Le hacking de mots de passe peut aussi être commis dans la sphère familiale pour harceler l’ex-conjoint, envoyer de faux messages, des photos dénudées, etc. La jeunesse est un groupe particulièrement vulnérable ;

Les entreprises et universités sont évidemment les plus vulnérables au hacking d’entreprises ou d’universités pour voler des secrets de fabrication;

Le hacking par des acteurs étatiques étrangers vise souvent des institutions de droit public.

7) L’art. 550bis, § 5 de notre code pénal stipule:

« § 5. Celui qui, indûment, possède, produit, vend, obtient en vue de son utilisation, importe, diffuse ou met à disposition sous une autre forme, un quelconque dispositif, y compris des données informatiques, principalement conçu ou adapté pour permettre la commission des infractions prévues au §§ 1er à 4, est puni d'un emprisonnement de six mois à trois ans et d'une amende de vingt-six euros à cent mille euros ou d'une de ces peines seulement.) »

Bien que le hacking (et toutes ses composantes infractionnelles) puisse être saisi en BNG, il ne sera pas possible de se baser sur les saisies en BNG pour se prononcer sur les infractions individuelles visées à l’article 550bis, comme par exemple l’article suscité 550bis, 5° CP.

8) Mieux vaut ici prévenir que guérir.
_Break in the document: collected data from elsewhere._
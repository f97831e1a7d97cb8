//! Utility functions shared across the clustering pipeline

use crate::error::{Error, Result};
use ndarray::{Array2, ArrayView1, ArrayView2};

/// Check if two assignment arrays are equal (for convergence testing)
pub fn assignments_equal(a: ArrayView1<usize>, b: ArrayView1<usize>) -> bool {
    if a.len() != b.len() {
        return false;
    }

    a.iter().zip(b.iter()).all(|(&x, &y)| x == y)
}

/// Get indices of points assigned to each cluster
pub fn get_cluster_indices(assignments: ArrayView1<usize>, n_clusters: usize) -> Vec<Vec<usize>> {
    let mut cluster_indices = vec![Vec::new(); n_clusters];

    for (point_idx, &cluster_id) in assignments.iter().enumerate() {
        if cluster_id < n_clusters {
            cluster_indices[cluster_id].push(point_idx);
        }
    }

    cluster_indices
}

/// Calculate cluster sizes
pub fn cluster_sizes(assignments: ArrayView1<usize>, n_clusters: usize) -> Vec<usize> {
    let mut sizes = vec![0; n_clusters];

    for &cluster_id in assignments.iter() {
        if cluster_id < n_clusters {
            sizes[cluster_id] += 1;
        }
    }

    sizes
}

/// Validate clustering hyperparameters shared by the iterative algorithms
pub fn validate_parameters(
    n_clusters: usize,
    max_iter: usize,
    tol: f64,
    n_init: usize,
) -> Result<()> {
    if n_clusters == 0 {
        return Err(Error::invalid_parameter("n_clusters must be > 0"));
    }

    if max_iter == 0 {
        return Err(Error::invalid_parameter("max_iter must be > 0"));
    }

    if tol < 0.0 {
        return Err(Error::invalid_parameter("tol must be >= 0"));
    }

    if n_init == 0 {
        return Err(Error::invalid_parameter("n_init must be > 0"));
    }

    Ok(())
}

/// Validate a numeric data matrix: non-empty with finite entries
pub fn validate_data(data: ArrayView2<f64>) -> Result<()> {
    if data.nrows() == 0 {
        return Err(Error::invalid_data("Data cannot be empty"));
    }

    if data.ncols() == 0 {
        return Err(Error::invalid_data("Data must have at least one feature"));
    }

    if data.iter().any(|v| !v.is_finite()) {
        return Err(Error::invalid_data("Data must contain only finite values"));
    }

    Ok(())
}

/// Z-score each column in place, omitting NaN cells
///
/// Columns with fewer than two observed values, or zero spread, are left
/// untouched. The sample standard deviation (ddof = 1) is used.
pub fn zscore_columns(values: &mut Array2<f64>) {
    for mut column in values.columns_mut() {
        let observed: Vec<f64> = column.iter().copied().filter(|v| !v.is_nan()).collect();
        if observed.len() < 2 {
            continue;
        }

        let n = observed.len() as f64;
        let mean = observed.iter().sum::<f64>() / n;
        let var = observed.iter().map(|v| (v - mean).powi(2)).sum::<f64>() / (n - 1.0);
        if var <= 0.0 {
            continue;
        }
        let sd = var.sqrt();

        for v in column.iter_mut() {
            if !v.is_nan() {
                *v = (*v - mean) / sd;
            }
        }
    }
}

#[cfg(test)]
mod tests {
    use super::*;
    use ndarray::{arr1, array};

    #[test]
    fn test_assignments_equal() {
        let a = arr1(&[0, 1, 0, 1]);
        let b = arr1(&[0, 1, 0, 1]);
        let c = arr1(&[1, 0, 1, 0]);

        assert!(assignments_equal(a.view(), b.view()));
        assert!(!assignments_equal(a.view(), c.view()));
    }

    #[test]
    fn test_get_cluster_indices() {
        let assignments = arr1(&[0, 1, 0, 1, 2]);
        let indices = get_cluster_indices(assignments.view(), 3);

        assert_eq!(indices[0], vec![0, 2]);
        assert_eq!(indices[1], vec![1, 3]);
        assert_eq!(indices[2], vec![4]);
    }

    #[test]
    fn test_cluster_sizes() {
        let assignments = arr1(&[0, 1, 0, 1, 2]);
        let sizes = cluster_sizes(assignments.view(), 3);

        assert_eq!(sizes, vec![2, 2, 1]);
    }

    #[test]
    fn test_validate_parameters() {
        assert!(validate_parameters(2, 100, 0.001, 10).is_ok());
        assert!(validate_parameters(0, 100, 0.001, 10).is_err());
        assert!(validate_parameters(2, 0, 0.001, 10).is_err());
        assert!(validate_parameters(2, 100, -0.1, 10).is_err());
        assert!(validate_parameters(2, 100, 0.001, 0).is_err());
    }

    #[test]
    fn test_validate_data() {
        let good = array![[1.0, 2.0], [3.0, 4.0]];
        assert!(validate_data(good.view()).is_ok());

        let empty = Array2::<f64>::zeros((0, 2));
        assert!(validate_data(empty.view()).is_err());

        let with_nan = array![[1.0, f64::NAN]];
        assert!(validate_data(with_nan.view()).is_err());
    }

    #[test]
    fn test_zscore_columns() {
        let mut values = array![[1.0, 10.0], [2.0, 10.0], [3.0, 10.0]];
        zscore_columns(&mut values);

        // First column standardized to mean 0, sd 1
        let col0: Vec<f64> = values.column(0).to_vec();
        assert!((col0.iter().sum::<f64>()).abs() < 1e-12);
        assert!((col0[2] - 1.0).abs() < 1e-12);
        // Constant column untouched
        assert_eq!(values[[0, 1]], 10.0);
    }

    #[test]
    fn test_zscore_columns_skips_nan() {
        let mut values = array![[1.0], [f64::NAN], [3.0]];
        zscore_columns(&mut values);

        assert!(values[[1, 0]].is_nan());
        assert!((values[[0, 0]] + values[[2, 0]]).abs() < 1e-12);
    }
}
Le Centre pour la Cybersécurité Belgique (CCB) fournit des services en matière de cybersécurité, tout comme les États-membres (e.a. par le biais de l’enseignement, de l’accueil des victimes, etc.). Le CCB dépend du premier ministre.

Une pression internationale ou supranationale peut engendrer une évolution favorable contre les entreprises ou États peu transparents et/ou qui communiquent peu.

9) Cette question parlementaire ne relève pas de mes compétences mais de la compétence du vice-premier ministre et ministre de la Justice et de la Mer du Nord.

10) A cet égard, agir en « bon père de famille », faire preuve d’une bonne dose de méfiance, effectuer régulièrement des mises à jour de sécurité et être extrêmement prudent face aux messages d’inconnus qui proposent des avantages financiers.